Nutritional deficiencies in India can affect all age groups and sexes, but certain demographics are particularly vulnerable. Infants and children between 6 to 23 months and adolescents of 12 to 15 years of age are far more prone to nutrient deficiencies in India. Common issues include iron deficiency anaemia, vitamin A deficiency, and protein-energy malnutrition. Older adults often face deficiencies in vitamin D, calcium, and vitamin B12. Ageing can affect nutrient absorption and increase the risk of chronic diseases that impact nutrition. Adolescent girls are prone to iron deficiency anaemia and vitamin D deficiency while women of reproductive age are particularly vulnerable to iron deficiency anemia and calcium deficiency.

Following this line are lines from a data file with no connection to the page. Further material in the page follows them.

//! Schema definitions and validation for SCIM resources.
//!
//! This module provides the attribute schema and the validation engine:
//! declarative attribute definitions, the standard schemas built from
//! them, and the walk of a schema tree against raw input.
//!
//! # Key Types
//!
//! - [`Attribute`] - individual attribute definition and constraints
//! - [`BaseSchema`] - a schema URN composed of attribute definitions
//! - [`SchemaRegistry`] - immutable registry of the standard schemas
//!
//! # Examples
//!
//! ```rust
//! use scim_data::schema::SchemaRegistry;
//! use serde_json::json;
//!
//! # fn main() -> Result<(), scim_data::ScimError> {
//! let registry = SchemaRegistry::new()?;
//! let (user, issues) = registry
//!     .get_user_schema()
//!     .validate(&json!({"userName": "babs"}));
//! assert!(user.contains_key("userName"));
//! assert!(issues.has_issues()); // "schemas" is required
//! # Ok(())
//! # }
//! ```

pub mod attribute;
pub mod base;
pub mod core;
pub mod registry;
pub mod types;
pub mod validators;

#[cfg(test)]
mod tests;

// Re-export the main types for convenience
pub use attribute::{Attribute, AttributeBuilder, Attrs, ValueParser};
pub use base::{BaseSchema, SchemaExtension};
pub use registry::SchemaRegistry;
pub use types::{AttributeIssuer, AttributeType, Mutability, Returned, Uniqueness};
pub use validators::{AbsoluteUrl, SinglePrimaryValue, ValueValidator};
//! Pluggable value validators attached to attribute definitions.
//!
//! A validator runs after type parsing and contributes its own issues at
//! the attribute's location; it never suppresses structural errors found
//! earlier. Concrete strategies are registered on an attribute at
//! construction time.

use std::fmt;

use url::Url;

use crate::container::ScimValue;
use crate::error::ValidationError;
use crate::issues::ValidationIssues;

/// A cross-field or format check attached to an attribute.
pub trait ValueValidator: fmt::Debug + Send + Sync {
    fn validate(&self, value: &ScimValue) -> ValidationIssues;
}

pub(crate) fn is_absolute_url(value: &str) -> bool {
    Url::parse(value).map(|url| url.has_host()).unwrap_or(false)
}

/// Warns when more than one element of a multi-valued complex value has
/// `primary` set to `true`.
///
/// Attached automatically to every multi-valued complex attribute. The
/// issue lists all offending indices and is advisory (`proceed = true`).
#[derive(Debug, Clone, Copy)]
pub struct SinglePrimaryValue;

impl ValueValidator for SinglePrimaryValue {
    fn validate(&self, value: &ScimValue) -> ValidationIssues {
        let mut issues = ValidationIssues::new();
        let ScimValue::List(items) = value else {
            return issues;
        };
        let primary_entries: Vec<usize> = items
            .iter()
            .enumerate()
            .filter(|(_, item)| match item {
                ScimValue::Data(data) => data.get_key("primary") == ScimValue::Bool(true),
                _ => false,
            })
            .map(|(i, _)| i)
            .collect();
        if primary_entries.len() > 1 {
            issues.add(
                ValidationError::MultiplePrimaryValues {
                    items: primary_entries,
                },
                true,
            );
        }
        issues
    }
}

/// Requires a string value to be an absolute URL with scheme and host.
#[derive(Debug, Clone, Copy)]
pub struct AbsoluteUrl;

impl ValueValidator for AbsoluteUrl {
    fn validate(&self, value: &ScimValue) -> ValidationIssues {
        let mut issues = ValidationIssues::new();
        if let ScimValue::Str(s) = value {
            if !is_absolute_url(s) {
                issues.add(ValidationError::BadUrl { value: s.clone() }, false);
            }
        }
        issues
    }
}

#[cfg(test)]
mod tests {
    use super::*;
    use crate::container::ScimData;

    fn entry(primary: Option<bool>) -> ScimValue {
        let mut data = ScimData::new();
        data.insert("value", ScimValue::from("x@example.com"));
        if let Some(primary) = primary {
            data.insert("primary", ScimValue::Bool(primary));
        }
        ScimValue::Data(data)
    }

    #[test]
    fn two_primaries_warn_with_both_indices() {
        let value = ScimValue::List(vec![entry(Some(true)), entry(None), entry(Some(true))]);
        let issues = SinglePrimaryValue.validate(&value);
        assert!(issues.can_proceed());
        let (_, errors) = issues.iter().next().unwrap();
        assert_eq!(
            errors,
            &[ValidationError::MultiplePrimaryValues { items: vec![0, 2] }]
        );
    }

    #[test]
    fn single_primary_is_clean() {
        let value = ScimValue::List(vec![entry(Some(true)), entry(Some(false))]);
        assert!(SinglePrimaryValue.validate(&value).is_empty());
    }

    #[test]
    fn absolute_url_rejects_relative() {
        let issues = AbsoluteUrl.validate(&ScimValue::from("/Users/123"));
        assert!(!issues.can_proceed());
        assert!(AbsoluteUrl.validate(&ScimValue::from("https://example.com/a")).is_empty());
    }
}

How is it different for men and women?

Nuts and seeds are good sources of protein, healthy fats, fibres, vitamins and minerals.(Photo: Shutterstock (For Representational Purpose Only))
Nuts and seeds are good sources of protein, healthy fats, fibres, vitamins and minerals.(Photo: Shutterstock (For Representational Purpose Only))

Men and women are built differently in biological terms and therefore require different nutrients specifically catered to fit their body type. It has been found that women take an insufficient supply of iodine in their diet and men consume more zinc and magnesium as opposed to women. A recent study from 185 countries of the world has also revealed over five billion people do not consume a proper amount of micronutrients including Vitamin E, iodine and calcium in their diet and also skip taking supplements. “Women of reproductive age are at higher risk due to menstrual blood loss, pregnancy, and lactation. Men, on the other hand, are generally less prone to iron deficiency than women but still at risk due to factors like poor diet or chronic conditions,” adds Dr Vibhu Kawatra.

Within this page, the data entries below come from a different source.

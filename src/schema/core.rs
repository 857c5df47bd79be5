//! Concrete SCIM schema definitions built from attribute literals.
//!
//! The standard Error, User (with the enterprise extension), and Group
//! schemas. Only their declarative shape matters here; they are built once
//! by the [`SchemaRegistry`](crate::schema::registry::SchemaRegistry) and
//! immutable afterwards.

use crate::container::ScimValue;
use crate::error::{ScimError, ValidationError};
use crate::issues::ValidationIssues;
use crate::schema::attribute::Attribute;
use crate::schema::base::{BaseSchema, SchemaExtension};
use crate::schema::types::{AttributeIssuer, AttributeType, Mutability, Returned, Uniqueness};

/// URN of the Error message schema.
pub const ERROR_SCHEMA: &str = "urn:ietf:params:scim:api:messages:2.0:Error";
/// URN of the core User schema.
pub const USER_SCHEMA: &str = "urn:ietf:params:scim:schemas:core:2.0:User";
/// URN of the enterprise User extension schema.
pub const ENTERPRISE_USER_SCHEMA: &str =
    "urn:ietf:params:scim:schemas:extension:enterprise:2.0:User";
/// URN of the core Group schema.
pub const GROUP_SCHEMA: &str = "urn:ietf:params:scim:schemas:core:2.0:Group";

/// Parses an Error resource's `status` value.
///
/// The value must be a string holding an integer. A non-integer string is
/// a hard error and the value becomes invalid; a parseable status outside
/// [300, 600) is only a warning and the integer is kept.
pub fn parse_error_status(value: &ScimValue) -> (ScimValue, ValidationIssues) {
    let mut issues = ValidationIssues::new();
    let ScimValue::Str(raw) = value else {
        return (value.clone(), issues);
    };
    match raw.parse::<i64>() {
        Err(_) => {
            issues.add(
                ValidationError::BadErrorStatus {
                    provided: raw.clone(),
                },
                false,
            );
            (ScimValue::Invalid, issues)
        }
        Ok(status) => {
            if !(300..600).contains(&status) {
                issues.add(
                    ValidationError::BadErrorStatus {
                        provided: status.to_string(),
                    },
                    true,
                );
            }
            (ScimValue::Int(status), issues)
        }
    }
}

fn schemas_attr() -> Result<Attribute, ScimError> {
    Attribute::builder("schemas", AttributeType::String)
        .required(true)
        .case_exact(true)
        .multi_valued(true)
        .returned(Returned::Always)
        .build()
}

fn id_attr() -> Result<Attribute, ScimError> {
    Attribute::builder("id", AttributeType::String)
        .case_exact(true)
        .mutability(Mutability::ReadOnly)
        .returned(Returned::Always)
        .uniqueness(Uniqueness::Server)
        .issuer(AttributeIssuer::Server)
        .build()
}

fn external_id_attr() -> Result<Attribute, ScimError> {
    Attribute::builder("externalId", AttributeType::String)
        .case_exact(true)
        .issuer(AttributeIssuer::Client)
        .build()
}

fn meta_attr() -> Result<Attribute, ScimError> {
    Attribute::complex("meta")
        .mutability(Mutability::ReadOnly)
        .issuer(AttributeIssuer::Server)
        .sub_attributes([
            Attribute::builder("resourceType", AttributeType::String)
                .case_exact(true)
                .mutability(Mutability::ReadOnly)
                .build()?,
            Attribute::builder("created", AttributeType::DateTime)
                .mutability(Mutability::ReadOnly)
                .build()?,
            Attribute::builder("lastModified", AttributeType::DateTime)
                .mutability(Mutability::ReadOnly)
                .build()?,
            Attribute::builder("location", AttributeType::ScimReference)
                .mutability(Mutability::ReadOnly)
                .build()?,
            Attribute::builder("version", AttributeType::String)
                .case_exact(true)
                .mutability(Mutability::ReadOnly)
                .build()?,
        ])
        .build()
}

/// The Error message schema.
pub fn error_schema() -> Result<BaseSchema, ScimError> {
    BaseSchema::new(
        ERROR_SCHEMA,
        vec![
            schemas_attr()?,
            Attribute::builder("status", AttributeType::String)
                .required(true)
                .returned(Returned::Always)
                .parser(parse_error_status)
                .build()?,
            Attribute::builder("scimType", AttributeType::String)
                .canonical_values([
                    "invalidFilter",
                    "tooMany",
                    "uniqueness",
                    "mutability",
                    "invalidSyntax",
                    "invalidPath",
                    "noTarget",
                    "invalidValue",
                    "invalidVers",
                    "sensitive",
                ])
                .validate_canonical_values(true)
                .returned(Returned::Always)
                .build()?,
            Attribute::builder("detail", AttributeType::String)
                .returned(Returned::Always)
                .build()?,
        ],
    )
}

/// The core User schema with the enterprise extension registered.
pub fn user_schema() -> Result<BaseSchema, ScimError> {
    BaseSchema::new(
        USER_SCHEMA,
        vec![
            schemas_attr()?,
            id_attr()?,
            external_id_attr()?,
            meta_attr()?,
            Attribute::builder("userName", AttributeType::String)
                .required(true)
                .uniqueness(Uniqueness::Server)
                .build()?,
            Attribute::complex("name")
                .sub_attributes([
                    Attribute::builder("formatted", AttributeType::String).build()?,
                    Attribute::builder("familyName", AttributeType::String).build()?,
                    Attribute::builder("givenName", AttributeType::String).build()?,
                    Attribute::builder("middleName", AttributeType::String).build()?,
                    Attribute::builder("honorificPrefix", AttributeType::String).build()?,
                    Attribute::builder("honorificSuffix", AttributeType::String).build()?,
                ])
                .build()?,
            Attribute::builder("displayName", AttributeType::String).build()?,
            Attribute::builder("active", AttributeType::Boolean).build()?,
            Attribute::builder("password", AttributeType::String)
                .mutability(Mutability::WriteOnly)
                .returned(Returned::Never)
                .build()?,
            Attribute::complex("emails")
                .multi_valued(true)
                .sub_attributes([
                    Attribute::builder("value", AttributeType::String).build()?,
                    Attribute::builder("display", AttributeType::String).build()?,
                    Attribute::builder("type", AttributeType::String)
                        .canonical_values(["work", "home", "other"])
                        .build()?,
                    Attribute::builder("primary", AttributeType::Boolean).build()?,
                ])
                .build()?,
            Attribute::complex("groups")
                .multi_valued(true)
                .mutability(Mutability::ReadOnly)
                .issuer(AttributeIssuer::Server)
                .sub_attributes([
                    Attribute::builder("value", AttributeType::String)
                        .mutability(Mutability::ReadOnly)
                        .build()?,
                    Attribute::builder("$ref", AttributeType::ScimReference)
                        .mutability(Mutability::ReadOnly)
                        .reference_types(["User", "Group"])
                        .build()?,
                    Attribute::builder("display", AttributeType::String)
                        .mutability(Mutability::ReadOnly)
                        .build()?,
                    Attribute::builder("type", AttributeType::String)
                        .canonical_values(["direct", "indirect"])
                        .mutability(Mutability::ReadOnly)
                        .build()?,
                ])
                .build()?,
        ],
    )?
    .with_extension(enterprise_user_extension()?)
}

/// The enterprise User extension schema.
pub fn enterprise_user_extension() -> Result<SchemaExtension, ScimError> {
    SchemaExtension::new(
        ENTERPRISE_USER_SCHEMA,
        vec![
            Attribute::builder("employeeNumber", AttributeType::String).build()?,
            Attribute::builder("organization", AttributeType::String).build()?,
            Attribute::complex("manager")
                .sub_attributes([
                    Attribute::builder("value", AttributeType::String).build()?,
                    Attribute::builder("$ref", AttributeType::ScimReference)
                        .reference_types(["User"])
                        .build()?,
                    Attribute::builder("displayName", AttributeType::String)
                        .mutability(Mutability::ReadOnly)
                        .build()?,
                ])
                .build()?,
        ],
        false,
    )
}

/// The core Group schema.
pub fn group_schema() -> Result<BaseSchema, ScimError> {
    BaseSchema::new(
        GROUP_SCHEMA,
        vec![
            schemas_attr()?,
            id_attr()?,
            external_id_attr()?,
            meta_attr()?,
            Attribute::builder("displayName", AttributeType::String)
                .required(true)
                .build()?,
            Attribute::complex("members")
                .multi_valued(true)
                .sub_attributes([
                    Attribute::builder("value", AttributeType::String)
                        .mutability(Mutability::Immutable)
                        .build()?,
                    Attribute::builder("$ref", AttributeType::ScimReference)
                        .mutability(Mutability::Immutable)
                        .reference_types(["User", "Group"])
                        .build()?,
                    Attribute::builder("display", AttributeType::String)
                        .mutability(Mutability::Immutable)
                        .build()?,
                ])
                .build()?,
        ],
    )
}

Short-term and long-term effects

There are various short-term and long-term effects of continuous inadequate consumption of nutrients in your diet. Not consuming the right amount of micro and macronutrients can lead to irreversible damage in the long. “Short-term and long-term health impacts of the nutritional deficiencies would be Iron Deficiency anaemia due to deficiency of Vitamin B12 and Iron in the body. Deficiency of Vitamin D can lead to reduced bone mineral density and can cause Rickets. Night Blindness is caused by to deficiency of Vitamin A,” remarks Dr Diksha Dayal, Head of Department & Senior Dietician, Department of Nutrition & Health at Shalby Sanar International Hospitals.

How to curb the situation?

Pairing foods that enhance absorption can be beneficial, for instance, consuming vitamin C-rich foods with iron-rich foods can improve iron absorption.(Photo: Shutterstock (For Representational Purpose Only))
Pairing foods that enhance absorption can be beneficial, for instance, consuming vitamin C-rich foods with iron-rich foods can improve iron absorption.(Photo: Shutterstock (For Representational Purpose Only))

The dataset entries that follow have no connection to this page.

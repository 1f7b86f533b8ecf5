//! # 🎯 pantilt-core — Abstrações base do suporte pan/tilt
//!
//! Define os traits que os demais crates do workspace implementam e o relógio
//! injetável usado por todas as esperas de duração fixa.
//!
//! > *"Trait no core, implementação no módulo."*
//!
//! | Crate | Implementa |
//! |:------|:-----------|
//! | `pantilt-actuator` | [`Actuator`](traits::Actuator) para servos |
//! | `pantilt-photonic` | câmera e streaming de frames |
//! | `pantilt-orchestration` | [`MountComponent`](traits::MountComponent) para o suporte |

pub mod traits;
pub mod timing;

pub use traits::{Actuator, ActuatorStatus, MountComponent};
pub use timing::{thread_sleeper, RecordingSleeper, Sleeper, ThreadSleeper};

/// Re-exports de uso comum
pub mod prelude {
    pub use crate::timing::{thread_sleeper, RecordingSleeper, Sleeper, ThreadSleeper};
    pub use crate::traits::{Actuator, ActuatorStatus, MountComponent};
}
//! Benchmarks de conversão e trajetória

use criterion::{black_box, criterion_group, criterion_main, Criterion};
use pantilt_actuator::{AngleActuator, Direction, ServoConfig, SimulatedPwm, Trajectory, duty_ratio_for};

fn bench_duty_conversion(c: &mut Criterion) {
    c.bench_function("duty_ratio_for", |b| {
        b.iter(|| duty_ratio_for(black_box(42.5)))
    });

    let servo = AngleActuator::hardware(ServoConfig::new(18), SimulatedPwm::new())
        .expect("simulated servo");
    c.bench_function("angle_to_duty_clamped", |b| {
        b.iter(|| servo.angle_to_duty(black_box(-120.0)))
    });
}

fn bench_trajectory(c: &mut Criterion) {
    let trajectory = Trajectory::new(0.3).expect("valid resolution");

    c.bench_function("trajectory_full_range_601_steps", |b| {
        b.iter(|| {
            trajectory
                .steps(black_box(-90.0), black_box(90.0), Direction::Forward)
                .sum::<f64>()
        })
    });

    c.bench_function("trajectory_reverse_599_steps", |b| {
        b.iter(|| {
            trajectory
                .steps(black_box(90.0), black_box(-90.0), Direction::Reverse)
                .count()
        })
    });
}

criterion_group!(benches, bench_duty_conversion, bench_trajectory);
criterion_main!(benches);
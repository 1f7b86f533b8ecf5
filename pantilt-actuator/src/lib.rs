//! # 🦾 pantilt-actuator — Servos do suporte pan/tilt
//!
//! Converte um ângulo lógico em comando PWM e o emite por um backend
//! plugável.
//!
//! ## Arquitetura
//!
//! ```text
//! ┌─────────────────────────────────────────────┐
//! │              AngleActuator                  │
//! │   clamp (±5°) → duty ratio → backend.set()  │
//! └─────────────────────────────────────────────┘
//!                      ↓
//! ┌──────────────────────┐  ┌───────────────────────┐
//! │      TimedPwm        │  │     HardwarePwm       │
//! │  duty % (2 casas)    │  │  duty em ppm (int)    │
//! └──────────────────────┘  └───────────────────────┘
//!            ↓                          ↓
//!     SoftPwmDriver             HardwarePwmDriver
//!   (rppal / simulado)        (rppal / simulado)
//! ```
//!
//! ## Lei de conversão
//!
//! ```text
//! duty = MIN_DUTY + (MAX_DUTY - MIN_DUTY) * (ângulo - (-90)) / 180
//! MIN_DUTY = 1 ms / 20 ms = 0.05     MAX_DUTY = 2 ms / 20 ms = 0.10
//! ```
//!
//! Sempre normalizada contra os limites absolutos do servo (−90°/+90°),
//! mesmo quando a instância usa uma faixa lógica mais estreita.
//!
//! ## Exemplo de Uso
//!
//! ```rust
//! use pantilt_actuator::{AngleActuator, Direction, ServoConfig, SimulatedPwm};
//!
//! # fn main() -> Result<(), Box<dyn std::error::Error>> {
//! let mut servo = AngleActuator::timed(ServoConfig::named("pan", 18), SimulatedPwm::new())?;
//! servo.move_to(30.0)?;
//! servo.rotate(30.0, 31.0, Direction::Forward)?;
//! servo.cleanup()?;
//! # Ok(())
//! # }
//! ```

pub mod error;
pub mod types;
pub mod pwm;
pub mod sim;
pub mod servo;
pub mod trajectory;

#[cfg(feature = "rpi")]
pub mod rpi;

pub use error::{ActuatorError, ActuatorResult};
pub use types::{Direction, DutyRatio, PwmKind, duty_ratio_for};
pub use pwm::{HardwarePwm, HardwarePwmDriver, PwmBackend, PwmHandle, SoftPwmDriver, TimedPwm};
pub use sim::{PwmEvent, SimulatedPwm};
pub use servo::{AngleActuator, ServoConfig, ServoState};
pub use trajectory::{Segment, Steps, SweepPattern, Trajectory, circle_path};

#[cfg(feature = "rpi")]
pub use rpi::{RppalHardwarePwm, RppalSoftPwm};

#[cfg(test)]
mod tests;
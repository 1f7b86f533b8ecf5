//! # 🎥 pantilt-orchestration — Controlador do suporte
//!
//! Monta a câmera e os dois servos (pan, tilt) a partir de uma
//! [`MountConfig`] e de um [`Rig`], e orquestra as varreduras durante a
//! gravação.
//!
//! ## Arquitetura
//!
//! ```text
//! ┌──────────────────────────────────────────────────────────┐
//! │                    MountController                       │
//! │   ┌──────────┐     ┌───────────────┐  ┌───────────────┐  │
//! │   │  Camera  │     │ AngleActuator │  │ AngleActuator │  │
//! │   │          │     │     (pan)     │  │    (tilt)     │  │
//! │   └────┬─────┘     └───────┬───────┘  └───────┬───────┘  │
//! └────────┼───────────────────┼──────────────────┼──────────┘
//!          │                   │   Rig::backend   │
//!   CaptureDevice          PwmBackend         PwmBackend
//! ```
//!
//! ## Exemplo
//!
//! ```
//! use pantilt_orchestration::{Axis, MountController, SimulatedRig};
//! use pantilt_core::timing::RecordingSleeper;
//! use std::sync::Arc;
//!
//! let mut rig = SimulatedRig::with_sleeper(Arc::new(RecordingSleeper::new()));
//! let mut mount = MountController::new(&mut rig)?;
//! mount.center()?;
//! mount.sweep(Axis::Pan)?;
//! mount.cleanup();
//! # Ok::<(), pantilt_orchestration::MountError>(())
//! ```

pub mod config;
pub mod error;
pub mod mount;
pub mod rig;

pub use config::{AxisConfig, CameraConfig, DEFAULT_PAN_PIN, DEFAULT_TILT_PIN, MountConfig};
pub use error::{MountError, MountResult};
pub use mount::{Axis, MountController, MountState};
pub use rig::{Rig, SimulatedRig};

#[cfg(feature = "rpi")]
pub use rig::HardwareRig;

// Re-exporta traits do core
pub use pantilt_core::prelude::*;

To help reverse this situation, making several lifestyle and dietary changes that enhance the body’s ability to absorb and utilize essential nutrients can go a long way. Pairing foods that enhance absorption can be beneficial, for instance, consuming vitamin C-rich foods (like oranges or tomatoes) with iron-rich foods (like spinach or lentils) can improve iron absorption. “I suggest soaking, sprouting, or fermenting plant-based foods to reduce phytates for better nutrient absorption. While cooking, use cast-iron cookware to increase iron intake and regular exercise to improve overall well-being. A good practice of managing your stress will also reduce the depletion of nutrients from the body,” says Dr Nisha, Nutrition and lactation consultant at Motherhood Hospital. Eating smaller, more frequent meals can improve digestion and absorption, especially for individuals with digestive issues while also maintaining salt and sugar intake to maintain nutrient balance.

What to include in your diet?

Dr Nisha suggests affordable options like leafy greens for iron and calcium, legumes for protein, nuts or seeds for vitamin E and magnesium, whole grains for fibre and B vitamins and dairy products for calcium and vitamin D to balance the diet.